D asserts that the grandchildren, etc. that the fingers of the fingers caused by C’s assault were deprived of their fingers. However, the fact that the fingers were deprived is nothing more than the argument of D himself, and there is no direct evidence to acknowledge it. On the date of the occurrence of the instant case, the content of the opinion written by D is that “the name of the sick: 5 balance impressions, opinion: Omissions: Hashed: Hashed: Hashed’s opinion, etc.: - Prosecutor (MI) proves that the patient was deadly corrected directly, and was dead,” and the injury written by the Council of the Department of Research and Medical Sciences on June 3, 2015, also was written in the injury diagnosis document prepared by the Council of the Department of Research and Medical Sciences, and that the 5 fingers of the 5 fingers in the form of a hole (the patient’s statement) is nothing more than the fact that D’s statement was made directly at the time of the occurrence of the instant case (the diagnosis document, etc.).

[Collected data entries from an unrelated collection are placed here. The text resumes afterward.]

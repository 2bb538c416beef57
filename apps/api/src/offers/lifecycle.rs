//! Offer lifecycle: create → poll / webhook → signed document.
//!
//! Every offer write goes through `CandidateStore::update_offer`, which applies an
//! [`OfferChange`] under a row lock and keeps the envelope index in step. The poll
//! and webhook paths share [`apply_provider_status`], so both obey the same merge
//! rules (see `models::offer`). A status change names its envelope, and the store
//! drops it if a newer envelope was sent in the meantime.
//!
//! Signed-document caching is best-effort. A failed fetch or upload is logged and
//! the status write still commits.

use bytes::Bytes;
use chrono::Utc;
use serde::{Deserialize, Serialize};
use serde_json::Value;
use tracing::{info, warn};
use uuid::Uuid;

use crate::errors::AppError;
use crate::models::candidate::{Candidate, CandidateRef};
use crate::models::offer::{EnvelopeStatus, Offer, OfferChange, OfferUpdate, OfferWrite};
use crate::offers::docusign::{EnvelopeRequest, SignatureError};
use crate::offers::letter::{render_letter, LetterDetails};
use crate::state::AppState;

const SIGNED_DOCUMENT_CONTENT_TYPE: &str = "application/pdf";

#[derive(Debug, Clone, Default, Deserialize)]
pub struct CreateOfferRequest {
    pub job_title: Option<String>,
    pub salary: Option<String>,
    pub start_date: Option<String>,
    /// Replaces the default letter body (HTML or plain text).
    pub content: Option<String>,
    pub email_subject: Option<String>,
}

/// Provider status notification, normalised from either payload shape.
#[derive(Debug, Clone, PartialEq, Eq)]
pub struct WebhookEvent {
    pub envelope_id: String,
    pub status: String,
}

#[derive(Debug, Clone, PartialEq, Serialize)]
#[serde(tag = "outcome", rename_all = "snake_case")]
pub enum WebhookOutcome {
    Applied {
        candidate_id: Uuid,
        status: EnvelopeStatus,
    },
    /// No candidate owns this envelope. Acknowledged without changes.
    UnknownEnvelope,
    /// The candidate has since been sent a newer envelope.
    StaleEnvelope,
    /// The envelope already reached a different terminal status, which is kept.
    Settled {
        candidate_id: Uuid,
        status: EnvelopeStatus,
    },
}

pub fn signed_document_key(org_id: Uuid, candidate_id: Uuid, envelope_id: &str) -> String {
    format!("orgs/{org_id}/candidates/{candidate_id}/offers/{envelope_id}/signed.pdf")
}

pub fn signed_document_url(public_base_url: &str, key: &str, token: &str) -> String {
    format!("{public_base_url}/api/v1/files/{key}?token={token}")
}

fn signature_error(e: SignatureError) -> AppError {
    if e.is_precondition() {
        return AppError::ProviderPrecondition(e.to_string());
    }
    match e {
        SignatureError::Api { status: 404, message } => {
            AppError::NotFound(format!("Envelope not found at provider: {message}"))
        }
        other => AppError::Internal(
            anyhow::Error::new(other).context("E-signature provider call failed"),
        ),
    }
}

async fn load_candidate(
    state: &AppState,
    org_id: Uuid,
    candidate_id: Uuid,
) -> Result<Candidate, AppError> {
    state
        .store
        .get_candidate(org_id, candidate_id)
        .await
        .map_err(AppError::Internal)?
        .ok_or_else(|| AppError::NotFound(format!("Candidate {candidate_id} not found")))
}

/// Sends a new offer envelope. Not idempotent: each call creates a new envelope.
pub async fn create_offer(
    state: &AppState,
    org_id: Uuid,
    candidate_id: Uuid,
    request: CreateOfferRequest,
) -> Result<Offer, AppError> {
    let candidate = load_candidate(state, org_id, candidate_id).await?;

    let signer_email = candidate
        .email
        .clone()
        .filter(|e| !e.trim().is_empty())
        .ok_or_else(|| AppError::InvalidInput("Candidate has no email address".to_string()))?;
    let signer_name = candidate
        .name
        .clone()
        .filter(|n| !n.trim().is_empty())
        .unwrap_or_else(|| signer_email.clone());

    let organization = state
        .store
        .get_organization(org_id)
        .await
        .map_err(AppError::Internal)?;
    let organization_name = organization
        .as_ref()
        .map(|o| o.name.as_str())
        .unwrap_or("Our team");

    let job_title = match request.job_title.clone() {
        Some(title) => Some(title),
        None => match candidate.job_id {
            Some(job_id) => state
                .store
                .get_job(org_id, job_id)
                .await
                .map_err(AppError::Internal)?
                .map(|j| j.title),
            None => None,
        },
    };

    let document_html = render_letter(
        &LetterDetails {
            organization_name,
            candidate_name: &signer_name,
            job_title: job_title.as_deref(),
            salary: request.salary.as_deref(),
            start_date: request.start_date.as_deref(),
        },
        request.content.as_deref(),
    );

    let envelope = state
        .signatures
        .create_envelope(&EnvelopeRequest {
            email_subject: request
                .email_subject
                .clone()
                .unwrap_or_else(|| format!("Your offer from {organization_name}")),
            document_name: "Offer Letter".to_string(),
            document_html,
            signer_name,
            signer_email,
        })
        .await
        .map_err(signature_error)?;

    let change = OfferChange::Sent {
        envelope_id: envelope.envelope_id.clone(),
        job_title,
        salary: request.salary,
        start_date: request.start_date,
        at: Utc::now(),
    };
    let update = state
        .store
        .update_offer(org_id, candidate_id, &change)
        .await
        .map_err(AppError::Internal)?
        .ok_or_else(|| AppError::NotFound(format!("Candidate {candidate_id} not found")))?;

    info!(candidate_id = %candidate_id, envelope_id = %envelope.envelope_id, "Offer sent");
    Ok(update.offer)
}

/// Polls the provider for the candidate's current envelope and applies the result.
pub async fn refresh_offer(
    state: &AppState,
    org_id: Uuid,
    candidate_id: Uuid,
) -> Result<Offer, AppError> {
    let candidate = load_candidate(state, org_id, candidate_id).await?;
    let offer = candidate.offer().cloned().unwrap_or_default();
    let envelope_id = offer
        .docusign_envelope_id
        .clone()
        .ok_or_else(|| AppError::NotFound("Candidate has no offer envelope".to_string()))?;

    let raw = state
        .signatures
        .envelope_status(&envelope_id)
        .await
        .map_err(signature_error)?;

    let owner = CandidateRef {
        org_id,
        candidate_id,
    };
    let update = apply_provider_status(state, owner, &offer, &envelope_id, &raw).await?;
    Ok(update.offer)
}

/// Maps a raw provider status and merges it into the offer.
///
/// On `completed`, the signed PDF is cached first (unless a URL is already stored)
/// so the link lands in the same write as the status. `current` only decides whether
/// to fetch the document; the envelope and terminal checks run inside the store write.
pub async fn apply_provider_status(
    state: &AppState,
    owner: CandidateRef,
    current: &Offer,
    envelope_id: &str,
    raw_status: &str,
) -> Result<OfferUpdate, AppError> {
    let status = EnvelopeStatus::from_provider(raw_status);

    let signed_document_url = if wants_signed_document(current, envelope_id, &status) {
        cache_signed_document(state, owner, envelope_id).await
    } else {
        None
    };

    let change = OfferChange::Status {
        envelope_id: envelope_id.to_string(),
        status: status.clone(),
        at: Utc::now(),
        signed_document_url,
    };
    let update = state
        .store
        .update_offer(owner.org_id, owner.candidate_id, &change)
        .await
        .map_err(AppError::Internal)?
        .ok_or_else(|| {
            AppError::NotFound(format!("Candidate {} not found", owner.candidate_id))
        })?;

    match update.write {
        OfferWrite::Applied => info!(
            candidate_id = %owner.candidate_id,
            envelope_id,
            status = status.as_str(),
            "Offer status applied"
        ),
        write => info!(
            candidate_id = %owner.candidate_id,
            envelope_id,
            status = status.as_str(),
            ?write,
            "Offer status dropped"
        ),
    }
    Ok(update)
}

fn wants_signed_document(current: &Offer, envelope_id: &str, status: &EnvelopeStatus) -> bool {
    let settled_elsewhere = current
        .docusign_status
        .as_ref()
        .is_some_and(|s| s.is_terminal() && s != status);
    *status == EnvelopeStatus::Completed
        && current.docusign_envelope_id.as_deref() == Some(envelope_id)
        && current.signed_document_url.is_none()
        && !settled_elsewhere
}

/// Fetches the signed PDF and stores it behind a long-lived token URL. Never fails.
pub async fn cache_signed_document(
    state: &AppState,
    owner: CandidateRef,
    envelope_id: &str,
) -> Option<String> {
    let document = match state.signatures.signed_document(envelope_id).await {
        Ok(bytes) => bytes,
        Err(e) => {
            warn!(envelope_id, error = %e, "Failed to fetch signed document");
            return None;
        }
    };

    let key = signed_document_key(owner.org_id, owner.candidate_id, envelope_id);
    let token = Uuid::new_v4().simple().to_string();
    if let Err(e) = state
        .blobs
        .upload(&key, document, SIGNED_DOCUMENT_CONTENT_TYPE, &token)
        .await
    {
        warn!(envelope_id, error = %e, "Failed to store signed document");
        return None;
    }

    Some(signed_document_url(&state.config.public_base_url, &key, &token))
}

/// Accepts a flat `{envelopeId, status}` body or a Connect
/// `{event, data: {envelopeId, envelopeSummary: {status}}}` body.
pub fn parse_webhook_payload(payload: &Value) -> Result<WebhookEvent, AppError> {
    let data = payload.get("data").filter(|d| d.is_object());

    let envelope_id = [payload.get("envelopeId"), data.and_then(|d| d.get("envelopeId"))]
        .into_iter()
        .flatten()
        .find_map(|v| v.as_str().map(str::trim).filter(|s| !s.is_empty()))
        .ok_or_else(|| AppError::InvalidInput("envelopeId is required".to_string()))?;

    let status = [
        payload.get("status"),
        data.and_then(|d| d.get("envelopeSummary"))
            .and_then(|s| s.get("status")),
        data.and_then(|d| d.get("status")),
    ]
    .into_iter()
    .flatten()
    .find_map(|v| v.as_str().map(str::trim).filter(|s| !s.is_empty()))
    .map(String::from)
    .or_else(|| {
        payload
            .get("event")
            .and_then(Value::as_str)
            .and_then(|e| e.strip_prefix("envelope-"))
            .map(String::from)
    })
    .ok_or_else(|| AppError::InvalidInput("status is required".to_string()))?;

    Ok(WebhookEvent {
        envelope_id: envelope_id.to_string(),
        status,
    })
}

/// Applies a webhook event to whichever candidate owns the envelope.
pub async fn reconcile_webhook(
    state: &AppState,
    event: &WebhookEvent,
) -> Result<WebhookOutcome, AppError> {
    let Some(owner) = state
        .store
        .find_offer_owner(&event.envelope_id)
        .await
        .map_err(AppError::Internal)?
    else {
        info!(envelope_id = %event.envelope_id, "Webhook for unknown envelope, ignoring");
        return Ok(WebhookOutcome::UnknownEnvelope);
    };

    let Some(candidate) = state
        .store
        .get_candidate(owner.org_id, owner.candidate_id)
        .await
        .map_err(AppError::Internal)?
    else {
        warn!(envelope_id = %event.envelope_id, "Envelope index points at a missing candidate");
        return Ok(WebhookOutcome::UnknownEnvelope);
    };

    let offer = candidate.offer().cloned().unwrap_or_default();
    if offer.docusign_envelope_id.as_deref() != Some(event.envelope_id.as_str()) {
        info!(
            candidate_id = %candidate.id,
            envelope_id = %event.envelope_id,
            "Webhook for superseded envelope, ignoring"
        );
        return Ok(WebhookOutcome::StaleEnvelope);
    }

    let update =
        apply_provider_status(state, owner, &offer, &event.envelope_id, &event.status).await?;
    let status = update
        .offer
        .docusign_status
        .unwrap_or_else(|| EnvelopeStatus::from_provider(&event.status));
    Ok(match update.write {
        OfferWrite::Applied => WebhookOutcome::Applied {
            candidate_id: candidate.id,
            status,
        },
        OfferWrite::StaleEnvelope => WebhookOutcome::StaleEnvelope,
        OfferWrite::Settled => WebhookOutcome::Settled {
            candidate_id: candidate.id,
            status,
        },
    })
}

/// Serves a cached signed document when `token` matches the object's stored token.
pub async fn fetch_signed_document(
    state: &AppState,
    key: &str,
    token: &str,
) -> Result<Bytes, AppError> {
    let not_found = || AppError::NotFound("File not found".to_string());

    let stored = state
        .blobs
        .download_token(key)
        .await
        .map_err(|e| AppError::Storage(format!("{e:#}")))?
        .ok_or_else(not_found)?;
    if token.is_empty() || stored != token {
        return Err(not_found());
    }

    state
        .blobs
        .download(state.blobs.default_bucket(), key)
        .await
        .map_err(|e| AppError::Storage(format!("{e:#}")))
}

D The testimony was made by the court at the time of the testimony at the court of the trial, that the statement was left down within the police. However, at the time of the testimony at the court of the trial, it is not consistent because the statement was made by the police first and reported to the police. According to the photographs taken by the police at the time of the dispatch of the police, it is not confirmed that the loss was abandoned, but it is not confirmed that the state was abandoned, such as D's assertion.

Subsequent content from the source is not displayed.